Collected data entries:
━━━━━━

//! CSI Node service trait.
//!
//! The Node service runs on each worker node and makes a bucket available to
//! Pod containers:
//!
//! 1. **Stage**: prepare the node-wide staging path.
//! 2. **Publish**: mount the bucket at the Pod's target path.
//! 3. **Unpublish**: detach the target path.
//! 4. **Unstage**: release the staging path.

use async_trait::async_trait;

use crate::error::CsiError;
use crate::types::{
    NodeCapability, NodeExpandVolumeRequest, NodeInfo, NodePublishVolumeRequest,
    NodeStageVolumeRequest, NodeUnpublishVolumeRequest, NodeUnstageVolumeRequest,
};

/// Node service: local mount / unmount operations.
#[async_trait]
pub trait CsiNode: Send + Sync {
    async fn stage_volume(&self, req: NodeStageVolumeRequest) -> Result<(), CsiError>;

    async fn unstage_volume(&self, req: NodeUnstageVolumeRequest) -> Result<(), CsiError>;

    /// Publish a volume at `target_path`.
    ///
    /// This is idempotent: calling it again for a target that is already
    /// mounted succeeds without mounting twice.
    async fn publish_volume(&self, req: NodePublishVolumeRequest) -> Result<(), CsiError>;

    /// Detach `target_path`.  A target that is not mounted is not an error.
    async fn unpublish_volume(&self, req: NodeUnpublishVolumeRequest) -> Result<(), CsiError>;

    /// Optional Node RPCs this plugin supports.
    async fn get_capabilities(&self) -> Result<Vec<NodeCapability>, CsiError>;

    /// Return information about the node on which this service is running.
    async fn get_info(&self) -> Result<NodeInfo, CsiError>;

    /// Returns the new capacity in bytes.
    async fn expand_volume(&self, _req: NodeExpandVolumeRequest) -> Result<i64, CsiError> {
        Err(CsiError::Unimplemented("NodeExpandVolume".into()))
    }
}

━━━━━━

All lines of the entries above where "staging" turns up should be reported.

//! 1. **Stage**: prepare the node-wide staging path.
//! 4. **Unstage**: release the staging path.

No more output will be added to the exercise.